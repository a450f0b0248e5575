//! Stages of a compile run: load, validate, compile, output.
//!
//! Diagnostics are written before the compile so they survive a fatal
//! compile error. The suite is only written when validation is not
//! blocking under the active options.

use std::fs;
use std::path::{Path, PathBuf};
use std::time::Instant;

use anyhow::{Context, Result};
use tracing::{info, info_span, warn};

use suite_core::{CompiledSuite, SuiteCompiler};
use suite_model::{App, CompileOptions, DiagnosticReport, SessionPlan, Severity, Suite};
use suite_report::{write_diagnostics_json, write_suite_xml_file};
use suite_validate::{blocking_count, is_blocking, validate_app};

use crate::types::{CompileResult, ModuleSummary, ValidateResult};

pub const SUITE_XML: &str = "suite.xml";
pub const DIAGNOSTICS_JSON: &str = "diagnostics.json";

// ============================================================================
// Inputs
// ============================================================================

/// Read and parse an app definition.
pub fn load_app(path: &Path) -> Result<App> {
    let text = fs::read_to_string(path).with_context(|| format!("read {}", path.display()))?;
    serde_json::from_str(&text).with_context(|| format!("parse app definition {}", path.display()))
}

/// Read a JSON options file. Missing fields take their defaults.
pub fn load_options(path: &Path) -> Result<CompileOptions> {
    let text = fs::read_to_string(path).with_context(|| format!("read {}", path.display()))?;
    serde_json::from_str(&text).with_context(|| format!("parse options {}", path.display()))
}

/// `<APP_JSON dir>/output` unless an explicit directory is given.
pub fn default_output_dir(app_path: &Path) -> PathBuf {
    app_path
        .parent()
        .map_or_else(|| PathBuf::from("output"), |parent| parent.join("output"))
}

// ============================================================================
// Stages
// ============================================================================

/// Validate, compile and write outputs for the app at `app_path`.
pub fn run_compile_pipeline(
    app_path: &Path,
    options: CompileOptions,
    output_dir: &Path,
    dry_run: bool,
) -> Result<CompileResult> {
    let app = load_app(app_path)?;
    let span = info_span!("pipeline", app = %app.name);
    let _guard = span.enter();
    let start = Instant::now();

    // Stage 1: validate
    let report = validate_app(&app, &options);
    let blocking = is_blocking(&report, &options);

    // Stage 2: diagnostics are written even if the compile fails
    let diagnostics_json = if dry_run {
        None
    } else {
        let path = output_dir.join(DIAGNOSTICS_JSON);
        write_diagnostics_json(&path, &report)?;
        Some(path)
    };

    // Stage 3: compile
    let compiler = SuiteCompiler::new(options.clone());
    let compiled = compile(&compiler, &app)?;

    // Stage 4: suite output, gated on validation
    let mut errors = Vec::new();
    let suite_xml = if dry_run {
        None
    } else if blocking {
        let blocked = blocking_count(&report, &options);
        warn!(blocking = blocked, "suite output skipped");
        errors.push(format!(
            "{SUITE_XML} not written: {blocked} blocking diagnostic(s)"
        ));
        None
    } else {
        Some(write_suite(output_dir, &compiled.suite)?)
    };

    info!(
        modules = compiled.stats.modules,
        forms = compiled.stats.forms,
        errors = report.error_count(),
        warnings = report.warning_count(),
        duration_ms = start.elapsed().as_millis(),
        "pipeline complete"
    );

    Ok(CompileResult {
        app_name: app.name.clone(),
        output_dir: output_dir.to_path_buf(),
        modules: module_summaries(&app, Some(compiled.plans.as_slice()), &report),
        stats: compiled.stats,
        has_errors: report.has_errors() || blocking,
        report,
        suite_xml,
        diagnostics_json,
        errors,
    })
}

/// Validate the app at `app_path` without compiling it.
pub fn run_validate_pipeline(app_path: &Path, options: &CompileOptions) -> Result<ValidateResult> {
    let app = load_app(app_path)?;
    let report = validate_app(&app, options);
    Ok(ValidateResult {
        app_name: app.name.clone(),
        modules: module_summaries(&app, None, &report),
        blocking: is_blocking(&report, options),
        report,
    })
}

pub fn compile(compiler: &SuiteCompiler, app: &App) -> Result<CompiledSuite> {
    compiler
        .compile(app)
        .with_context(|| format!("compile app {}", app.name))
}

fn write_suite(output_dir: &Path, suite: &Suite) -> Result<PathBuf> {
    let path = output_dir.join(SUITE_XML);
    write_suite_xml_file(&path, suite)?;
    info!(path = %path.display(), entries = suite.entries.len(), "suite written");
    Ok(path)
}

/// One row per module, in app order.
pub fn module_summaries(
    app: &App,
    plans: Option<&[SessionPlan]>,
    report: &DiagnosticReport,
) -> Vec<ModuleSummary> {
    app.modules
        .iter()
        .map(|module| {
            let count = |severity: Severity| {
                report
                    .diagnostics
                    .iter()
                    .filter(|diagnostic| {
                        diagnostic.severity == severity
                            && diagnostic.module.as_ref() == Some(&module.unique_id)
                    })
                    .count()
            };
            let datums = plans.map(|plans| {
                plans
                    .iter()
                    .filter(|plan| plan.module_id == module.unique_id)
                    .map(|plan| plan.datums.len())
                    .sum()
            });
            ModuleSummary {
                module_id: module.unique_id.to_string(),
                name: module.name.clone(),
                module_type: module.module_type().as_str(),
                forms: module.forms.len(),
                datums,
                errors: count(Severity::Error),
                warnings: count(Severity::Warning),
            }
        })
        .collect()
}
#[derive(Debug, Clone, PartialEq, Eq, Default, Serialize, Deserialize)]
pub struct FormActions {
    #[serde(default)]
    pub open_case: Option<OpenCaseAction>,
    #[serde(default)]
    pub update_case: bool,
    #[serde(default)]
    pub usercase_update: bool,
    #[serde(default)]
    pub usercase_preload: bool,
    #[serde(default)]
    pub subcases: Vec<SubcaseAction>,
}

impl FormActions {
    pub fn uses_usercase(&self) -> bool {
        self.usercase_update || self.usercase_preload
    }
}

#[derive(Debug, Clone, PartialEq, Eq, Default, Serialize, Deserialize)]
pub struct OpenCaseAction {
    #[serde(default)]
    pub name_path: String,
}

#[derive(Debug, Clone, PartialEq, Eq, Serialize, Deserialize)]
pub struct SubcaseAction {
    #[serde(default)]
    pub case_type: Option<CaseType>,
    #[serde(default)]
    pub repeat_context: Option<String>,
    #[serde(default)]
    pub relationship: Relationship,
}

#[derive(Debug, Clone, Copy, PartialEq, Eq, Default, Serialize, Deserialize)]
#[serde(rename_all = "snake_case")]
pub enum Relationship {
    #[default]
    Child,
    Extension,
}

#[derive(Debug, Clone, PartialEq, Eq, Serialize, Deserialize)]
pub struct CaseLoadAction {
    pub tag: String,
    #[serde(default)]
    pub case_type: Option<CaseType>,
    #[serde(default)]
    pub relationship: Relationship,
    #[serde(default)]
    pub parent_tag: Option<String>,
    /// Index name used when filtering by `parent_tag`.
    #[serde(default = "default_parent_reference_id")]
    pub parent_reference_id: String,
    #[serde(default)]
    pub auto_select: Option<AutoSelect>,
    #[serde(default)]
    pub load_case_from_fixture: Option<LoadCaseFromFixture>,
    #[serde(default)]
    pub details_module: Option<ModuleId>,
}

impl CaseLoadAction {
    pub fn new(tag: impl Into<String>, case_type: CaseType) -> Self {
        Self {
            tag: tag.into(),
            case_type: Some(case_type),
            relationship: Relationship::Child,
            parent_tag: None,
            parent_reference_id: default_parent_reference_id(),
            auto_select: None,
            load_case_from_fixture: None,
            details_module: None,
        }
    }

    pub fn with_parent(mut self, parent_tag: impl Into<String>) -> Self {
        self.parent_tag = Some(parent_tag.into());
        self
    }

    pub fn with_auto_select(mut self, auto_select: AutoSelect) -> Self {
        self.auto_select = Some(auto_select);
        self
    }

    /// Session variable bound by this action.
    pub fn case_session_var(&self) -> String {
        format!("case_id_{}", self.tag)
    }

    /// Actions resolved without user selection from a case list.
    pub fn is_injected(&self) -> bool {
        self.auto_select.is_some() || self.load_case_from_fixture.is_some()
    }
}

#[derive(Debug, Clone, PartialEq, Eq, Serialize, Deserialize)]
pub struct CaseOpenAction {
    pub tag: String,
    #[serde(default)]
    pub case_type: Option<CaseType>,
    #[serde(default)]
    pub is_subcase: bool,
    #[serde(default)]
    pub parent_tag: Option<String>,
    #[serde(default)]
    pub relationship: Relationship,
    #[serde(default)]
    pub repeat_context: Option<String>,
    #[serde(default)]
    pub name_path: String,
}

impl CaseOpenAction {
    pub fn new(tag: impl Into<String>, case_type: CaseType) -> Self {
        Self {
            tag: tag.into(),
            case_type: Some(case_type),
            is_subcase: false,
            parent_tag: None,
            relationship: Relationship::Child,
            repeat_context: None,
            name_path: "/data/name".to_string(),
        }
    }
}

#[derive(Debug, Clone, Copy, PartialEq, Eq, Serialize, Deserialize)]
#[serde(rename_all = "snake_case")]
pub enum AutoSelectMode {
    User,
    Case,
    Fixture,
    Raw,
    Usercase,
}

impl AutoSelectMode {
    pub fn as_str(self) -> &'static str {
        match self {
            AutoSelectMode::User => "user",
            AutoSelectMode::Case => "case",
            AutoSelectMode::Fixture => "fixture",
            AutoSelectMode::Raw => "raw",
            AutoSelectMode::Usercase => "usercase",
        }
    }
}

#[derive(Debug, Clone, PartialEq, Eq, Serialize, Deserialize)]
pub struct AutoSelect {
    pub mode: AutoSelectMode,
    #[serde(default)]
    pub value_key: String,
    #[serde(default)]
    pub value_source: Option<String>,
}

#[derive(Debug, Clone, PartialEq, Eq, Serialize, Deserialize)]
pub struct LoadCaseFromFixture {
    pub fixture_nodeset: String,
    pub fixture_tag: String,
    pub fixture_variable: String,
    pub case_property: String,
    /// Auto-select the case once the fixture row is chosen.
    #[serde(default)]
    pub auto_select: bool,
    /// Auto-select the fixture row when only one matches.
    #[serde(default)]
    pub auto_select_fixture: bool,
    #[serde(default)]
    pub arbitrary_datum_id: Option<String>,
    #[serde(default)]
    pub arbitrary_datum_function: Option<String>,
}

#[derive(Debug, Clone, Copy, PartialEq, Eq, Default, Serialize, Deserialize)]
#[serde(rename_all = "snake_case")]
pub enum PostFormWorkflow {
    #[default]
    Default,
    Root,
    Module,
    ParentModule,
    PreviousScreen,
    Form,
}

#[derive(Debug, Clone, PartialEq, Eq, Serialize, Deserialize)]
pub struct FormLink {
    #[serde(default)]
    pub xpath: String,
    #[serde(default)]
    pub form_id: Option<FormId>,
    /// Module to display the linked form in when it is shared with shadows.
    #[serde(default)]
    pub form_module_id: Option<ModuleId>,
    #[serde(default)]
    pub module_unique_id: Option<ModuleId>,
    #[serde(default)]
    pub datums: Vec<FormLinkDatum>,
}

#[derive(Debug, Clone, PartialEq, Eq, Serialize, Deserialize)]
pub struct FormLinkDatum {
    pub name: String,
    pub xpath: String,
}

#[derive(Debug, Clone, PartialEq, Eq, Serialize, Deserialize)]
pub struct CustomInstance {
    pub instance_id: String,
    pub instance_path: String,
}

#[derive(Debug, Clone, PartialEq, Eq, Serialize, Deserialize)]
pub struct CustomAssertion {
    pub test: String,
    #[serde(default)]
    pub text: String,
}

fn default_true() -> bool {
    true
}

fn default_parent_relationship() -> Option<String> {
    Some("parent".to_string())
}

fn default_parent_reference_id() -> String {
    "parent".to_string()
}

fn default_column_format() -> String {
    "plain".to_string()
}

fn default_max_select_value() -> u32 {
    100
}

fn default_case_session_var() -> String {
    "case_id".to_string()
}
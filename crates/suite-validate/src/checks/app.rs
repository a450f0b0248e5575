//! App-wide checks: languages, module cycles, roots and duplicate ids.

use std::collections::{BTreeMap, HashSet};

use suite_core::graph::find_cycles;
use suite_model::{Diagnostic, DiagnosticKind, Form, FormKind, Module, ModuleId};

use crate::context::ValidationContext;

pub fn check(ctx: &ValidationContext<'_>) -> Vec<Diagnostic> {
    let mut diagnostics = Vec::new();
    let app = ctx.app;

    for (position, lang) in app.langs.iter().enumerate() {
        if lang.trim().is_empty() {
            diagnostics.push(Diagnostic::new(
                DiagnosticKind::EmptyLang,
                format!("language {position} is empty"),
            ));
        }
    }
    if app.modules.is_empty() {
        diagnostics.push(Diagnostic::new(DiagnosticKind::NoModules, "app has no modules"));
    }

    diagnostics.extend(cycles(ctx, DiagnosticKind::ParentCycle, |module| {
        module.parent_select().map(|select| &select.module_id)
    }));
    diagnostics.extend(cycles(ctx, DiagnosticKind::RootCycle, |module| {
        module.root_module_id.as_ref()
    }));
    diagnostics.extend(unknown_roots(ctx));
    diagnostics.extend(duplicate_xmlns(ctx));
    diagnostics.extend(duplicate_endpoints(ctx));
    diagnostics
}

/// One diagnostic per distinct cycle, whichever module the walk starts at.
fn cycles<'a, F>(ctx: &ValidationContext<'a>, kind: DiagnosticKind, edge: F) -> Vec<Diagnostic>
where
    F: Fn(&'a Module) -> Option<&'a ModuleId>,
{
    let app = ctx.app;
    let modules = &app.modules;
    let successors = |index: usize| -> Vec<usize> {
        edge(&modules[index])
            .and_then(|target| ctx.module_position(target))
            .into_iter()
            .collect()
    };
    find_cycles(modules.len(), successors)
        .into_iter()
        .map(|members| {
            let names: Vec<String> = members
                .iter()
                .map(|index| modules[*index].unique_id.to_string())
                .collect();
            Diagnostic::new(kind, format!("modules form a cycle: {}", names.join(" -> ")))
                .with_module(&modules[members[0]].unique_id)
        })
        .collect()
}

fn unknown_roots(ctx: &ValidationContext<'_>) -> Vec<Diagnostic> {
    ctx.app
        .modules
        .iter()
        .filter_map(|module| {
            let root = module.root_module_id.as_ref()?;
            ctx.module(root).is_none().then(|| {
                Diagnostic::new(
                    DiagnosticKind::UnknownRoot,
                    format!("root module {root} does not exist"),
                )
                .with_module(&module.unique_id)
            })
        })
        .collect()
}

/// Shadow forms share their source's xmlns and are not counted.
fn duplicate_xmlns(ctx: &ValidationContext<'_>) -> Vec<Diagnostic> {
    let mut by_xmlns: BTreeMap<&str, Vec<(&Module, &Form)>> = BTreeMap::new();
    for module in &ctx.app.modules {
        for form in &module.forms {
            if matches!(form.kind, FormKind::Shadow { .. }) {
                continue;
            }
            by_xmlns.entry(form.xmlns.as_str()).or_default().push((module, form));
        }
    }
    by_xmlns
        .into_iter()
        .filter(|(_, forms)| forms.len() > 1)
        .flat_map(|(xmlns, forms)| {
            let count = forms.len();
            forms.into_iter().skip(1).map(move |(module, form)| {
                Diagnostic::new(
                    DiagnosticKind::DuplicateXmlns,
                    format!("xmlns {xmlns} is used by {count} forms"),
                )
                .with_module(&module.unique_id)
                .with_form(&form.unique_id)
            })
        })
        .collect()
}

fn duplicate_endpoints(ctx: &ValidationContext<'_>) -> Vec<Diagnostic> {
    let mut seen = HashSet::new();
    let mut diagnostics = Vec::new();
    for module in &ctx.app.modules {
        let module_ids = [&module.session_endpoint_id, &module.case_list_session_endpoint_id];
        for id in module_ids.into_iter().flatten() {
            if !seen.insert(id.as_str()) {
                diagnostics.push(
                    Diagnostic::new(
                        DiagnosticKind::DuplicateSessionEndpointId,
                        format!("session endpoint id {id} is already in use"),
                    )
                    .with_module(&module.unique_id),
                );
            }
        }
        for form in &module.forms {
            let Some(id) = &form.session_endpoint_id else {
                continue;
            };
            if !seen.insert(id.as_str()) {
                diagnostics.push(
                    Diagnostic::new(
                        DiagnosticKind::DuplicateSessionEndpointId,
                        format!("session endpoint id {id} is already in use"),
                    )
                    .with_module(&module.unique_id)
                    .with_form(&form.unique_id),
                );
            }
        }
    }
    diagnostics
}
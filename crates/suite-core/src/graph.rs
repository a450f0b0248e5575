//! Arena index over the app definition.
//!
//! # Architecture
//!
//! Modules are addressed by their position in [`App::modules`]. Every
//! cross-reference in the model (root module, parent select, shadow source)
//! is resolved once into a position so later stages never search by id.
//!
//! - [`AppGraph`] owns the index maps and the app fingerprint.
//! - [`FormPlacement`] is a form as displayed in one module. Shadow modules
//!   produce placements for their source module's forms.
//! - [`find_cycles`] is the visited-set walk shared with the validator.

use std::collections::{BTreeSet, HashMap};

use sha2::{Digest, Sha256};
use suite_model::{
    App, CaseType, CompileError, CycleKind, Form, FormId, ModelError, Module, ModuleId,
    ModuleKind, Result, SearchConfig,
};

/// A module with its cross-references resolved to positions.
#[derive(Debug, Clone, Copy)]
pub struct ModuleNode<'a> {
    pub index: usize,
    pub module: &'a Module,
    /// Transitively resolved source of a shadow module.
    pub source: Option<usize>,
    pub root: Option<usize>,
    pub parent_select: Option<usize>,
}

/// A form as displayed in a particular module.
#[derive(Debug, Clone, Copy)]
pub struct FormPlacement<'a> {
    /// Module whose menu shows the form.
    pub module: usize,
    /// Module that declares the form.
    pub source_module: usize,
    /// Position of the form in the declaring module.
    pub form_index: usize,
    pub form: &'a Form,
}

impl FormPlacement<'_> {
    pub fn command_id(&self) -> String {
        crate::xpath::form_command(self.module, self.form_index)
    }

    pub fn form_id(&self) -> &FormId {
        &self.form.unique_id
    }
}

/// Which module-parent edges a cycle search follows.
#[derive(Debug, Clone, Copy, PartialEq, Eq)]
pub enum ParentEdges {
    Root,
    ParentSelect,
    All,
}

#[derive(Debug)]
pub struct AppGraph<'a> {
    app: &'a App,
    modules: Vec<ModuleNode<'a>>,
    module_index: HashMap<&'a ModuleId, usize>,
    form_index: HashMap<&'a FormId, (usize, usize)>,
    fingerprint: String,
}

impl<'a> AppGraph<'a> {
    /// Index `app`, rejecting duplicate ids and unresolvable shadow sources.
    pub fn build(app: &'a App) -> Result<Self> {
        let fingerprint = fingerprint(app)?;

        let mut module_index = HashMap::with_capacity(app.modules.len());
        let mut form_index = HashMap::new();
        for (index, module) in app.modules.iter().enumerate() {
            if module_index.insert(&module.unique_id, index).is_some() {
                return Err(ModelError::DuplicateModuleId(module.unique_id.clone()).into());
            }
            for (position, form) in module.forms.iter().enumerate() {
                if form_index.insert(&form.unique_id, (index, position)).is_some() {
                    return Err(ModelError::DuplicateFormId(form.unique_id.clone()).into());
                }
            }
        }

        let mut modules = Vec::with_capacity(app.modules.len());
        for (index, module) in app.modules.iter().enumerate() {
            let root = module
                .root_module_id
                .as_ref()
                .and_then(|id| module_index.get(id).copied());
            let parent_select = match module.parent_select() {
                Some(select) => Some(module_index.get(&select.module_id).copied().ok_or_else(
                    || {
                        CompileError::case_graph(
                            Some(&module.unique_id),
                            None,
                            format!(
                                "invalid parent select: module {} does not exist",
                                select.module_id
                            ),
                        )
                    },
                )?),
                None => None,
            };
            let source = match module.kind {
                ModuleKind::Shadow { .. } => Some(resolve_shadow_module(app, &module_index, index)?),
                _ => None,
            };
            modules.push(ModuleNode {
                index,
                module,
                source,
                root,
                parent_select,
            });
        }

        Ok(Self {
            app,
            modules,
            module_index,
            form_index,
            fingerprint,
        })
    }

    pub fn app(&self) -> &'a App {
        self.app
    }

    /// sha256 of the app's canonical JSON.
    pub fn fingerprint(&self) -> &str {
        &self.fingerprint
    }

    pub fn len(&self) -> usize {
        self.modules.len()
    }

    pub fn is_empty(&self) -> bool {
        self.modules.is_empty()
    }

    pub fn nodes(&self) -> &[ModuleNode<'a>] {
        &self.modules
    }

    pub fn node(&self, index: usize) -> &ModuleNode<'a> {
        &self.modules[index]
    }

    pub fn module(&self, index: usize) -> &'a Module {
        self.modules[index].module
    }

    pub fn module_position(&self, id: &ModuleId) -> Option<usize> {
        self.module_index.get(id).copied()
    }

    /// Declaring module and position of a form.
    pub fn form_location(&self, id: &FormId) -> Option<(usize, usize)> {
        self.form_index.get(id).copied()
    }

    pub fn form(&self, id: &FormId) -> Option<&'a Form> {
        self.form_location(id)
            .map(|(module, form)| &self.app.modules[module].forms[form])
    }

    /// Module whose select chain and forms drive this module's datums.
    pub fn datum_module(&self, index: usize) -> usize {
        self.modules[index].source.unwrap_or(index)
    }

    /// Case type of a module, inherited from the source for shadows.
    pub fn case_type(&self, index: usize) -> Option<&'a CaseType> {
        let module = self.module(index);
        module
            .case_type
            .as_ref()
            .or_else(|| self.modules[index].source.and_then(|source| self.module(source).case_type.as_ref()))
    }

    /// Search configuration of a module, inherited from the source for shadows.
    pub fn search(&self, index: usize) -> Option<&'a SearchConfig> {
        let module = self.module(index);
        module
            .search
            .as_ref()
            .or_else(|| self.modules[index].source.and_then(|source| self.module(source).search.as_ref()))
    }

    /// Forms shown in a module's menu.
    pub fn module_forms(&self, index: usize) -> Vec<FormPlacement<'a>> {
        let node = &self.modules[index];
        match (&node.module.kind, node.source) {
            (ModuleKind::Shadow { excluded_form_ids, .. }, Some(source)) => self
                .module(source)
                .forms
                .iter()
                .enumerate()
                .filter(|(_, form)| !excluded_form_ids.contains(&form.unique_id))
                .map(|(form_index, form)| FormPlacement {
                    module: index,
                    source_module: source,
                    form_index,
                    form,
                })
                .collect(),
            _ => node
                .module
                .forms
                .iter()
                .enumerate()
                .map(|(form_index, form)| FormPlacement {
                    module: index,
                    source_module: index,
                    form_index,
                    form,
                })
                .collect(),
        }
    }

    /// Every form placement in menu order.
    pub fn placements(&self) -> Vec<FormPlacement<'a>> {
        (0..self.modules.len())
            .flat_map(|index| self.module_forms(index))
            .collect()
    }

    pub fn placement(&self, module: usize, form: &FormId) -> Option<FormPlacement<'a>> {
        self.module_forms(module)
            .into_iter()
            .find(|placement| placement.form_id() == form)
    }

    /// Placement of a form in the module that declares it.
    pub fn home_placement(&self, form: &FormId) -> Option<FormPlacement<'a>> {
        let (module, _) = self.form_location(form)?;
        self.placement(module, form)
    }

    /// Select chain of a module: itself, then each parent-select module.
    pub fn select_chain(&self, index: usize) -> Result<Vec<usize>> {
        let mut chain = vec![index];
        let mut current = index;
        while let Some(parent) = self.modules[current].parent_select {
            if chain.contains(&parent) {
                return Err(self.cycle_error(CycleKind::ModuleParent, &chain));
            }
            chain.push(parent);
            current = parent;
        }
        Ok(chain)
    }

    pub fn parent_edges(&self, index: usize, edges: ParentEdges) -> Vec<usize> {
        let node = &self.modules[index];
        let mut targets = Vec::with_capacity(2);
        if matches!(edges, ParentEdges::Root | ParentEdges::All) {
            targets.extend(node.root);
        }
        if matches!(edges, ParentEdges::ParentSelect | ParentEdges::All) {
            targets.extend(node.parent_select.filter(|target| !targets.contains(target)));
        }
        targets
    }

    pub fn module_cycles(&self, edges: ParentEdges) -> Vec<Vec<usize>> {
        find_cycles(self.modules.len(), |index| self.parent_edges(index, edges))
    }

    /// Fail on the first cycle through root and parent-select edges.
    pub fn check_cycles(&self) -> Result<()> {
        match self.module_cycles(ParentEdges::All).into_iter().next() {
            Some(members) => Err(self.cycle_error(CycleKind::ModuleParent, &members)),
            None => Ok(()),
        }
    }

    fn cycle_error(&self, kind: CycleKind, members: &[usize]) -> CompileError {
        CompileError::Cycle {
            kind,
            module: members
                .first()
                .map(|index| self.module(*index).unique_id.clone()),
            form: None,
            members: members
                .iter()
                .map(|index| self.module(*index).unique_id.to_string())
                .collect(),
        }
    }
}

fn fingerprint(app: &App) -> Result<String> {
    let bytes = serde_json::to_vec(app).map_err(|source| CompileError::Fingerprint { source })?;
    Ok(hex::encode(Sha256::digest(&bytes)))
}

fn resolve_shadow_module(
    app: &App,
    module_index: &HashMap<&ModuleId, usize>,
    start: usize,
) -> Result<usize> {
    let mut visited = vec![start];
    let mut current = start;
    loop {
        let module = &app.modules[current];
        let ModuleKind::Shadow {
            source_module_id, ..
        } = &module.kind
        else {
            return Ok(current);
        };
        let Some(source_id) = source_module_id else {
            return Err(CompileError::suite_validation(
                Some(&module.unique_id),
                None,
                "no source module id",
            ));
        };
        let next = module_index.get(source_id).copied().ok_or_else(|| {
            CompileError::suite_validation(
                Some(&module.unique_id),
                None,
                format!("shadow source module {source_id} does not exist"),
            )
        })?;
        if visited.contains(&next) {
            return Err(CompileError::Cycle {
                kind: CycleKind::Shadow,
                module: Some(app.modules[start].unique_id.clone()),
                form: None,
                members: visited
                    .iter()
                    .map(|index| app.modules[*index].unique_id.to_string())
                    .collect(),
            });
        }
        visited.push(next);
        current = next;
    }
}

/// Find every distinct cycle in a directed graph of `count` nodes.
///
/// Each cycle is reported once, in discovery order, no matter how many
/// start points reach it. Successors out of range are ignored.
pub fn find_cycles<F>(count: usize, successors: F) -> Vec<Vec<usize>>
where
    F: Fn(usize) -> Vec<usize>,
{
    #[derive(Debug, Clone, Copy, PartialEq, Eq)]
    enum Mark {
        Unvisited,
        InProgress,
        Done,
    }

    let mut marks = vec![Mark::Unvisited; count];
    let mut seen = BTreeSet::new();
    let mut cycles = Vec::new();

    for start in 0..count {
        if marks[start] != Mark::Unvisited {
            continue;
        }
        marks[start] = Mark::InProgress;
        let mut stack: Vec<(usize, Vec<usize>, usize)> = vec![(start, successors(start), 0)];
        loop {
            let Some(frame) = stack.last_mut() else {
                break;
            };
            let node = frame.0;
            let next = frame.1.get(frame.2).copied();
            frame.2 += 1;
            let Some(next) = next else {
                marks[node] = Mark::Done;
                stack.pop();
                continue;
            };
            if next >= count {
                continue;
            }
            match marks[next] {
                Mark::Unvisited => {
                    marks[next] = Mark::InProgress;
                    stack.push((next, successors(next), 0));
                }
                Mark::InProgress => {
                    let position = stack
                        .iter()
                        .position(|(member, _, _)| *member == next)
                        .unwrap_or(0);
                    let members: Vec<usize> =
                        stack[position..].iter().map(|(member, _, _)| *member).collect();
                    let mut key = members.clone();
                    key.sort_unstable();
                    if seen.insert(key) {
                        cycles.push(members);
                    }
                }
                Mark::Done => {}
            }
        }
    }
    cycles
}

▶ _Work instruction_
For each line of the entries that includes "bool", show that line.

▶ _Response_
    dry_run: bool,
    pub update_case: bool,
    pub usercase_update: bool,
    pub usercase_preload: bool,
    pub fn uses_usercase(&self) -> bool {
    pub fn is_injected(&self) -> bool {
    pub is_subcase: bool,
    pub auto_select: bool,
    pub auto_select_fixture: bool,
fn default_true() -> bool {
    pub fn is_empty(&self) -> bool {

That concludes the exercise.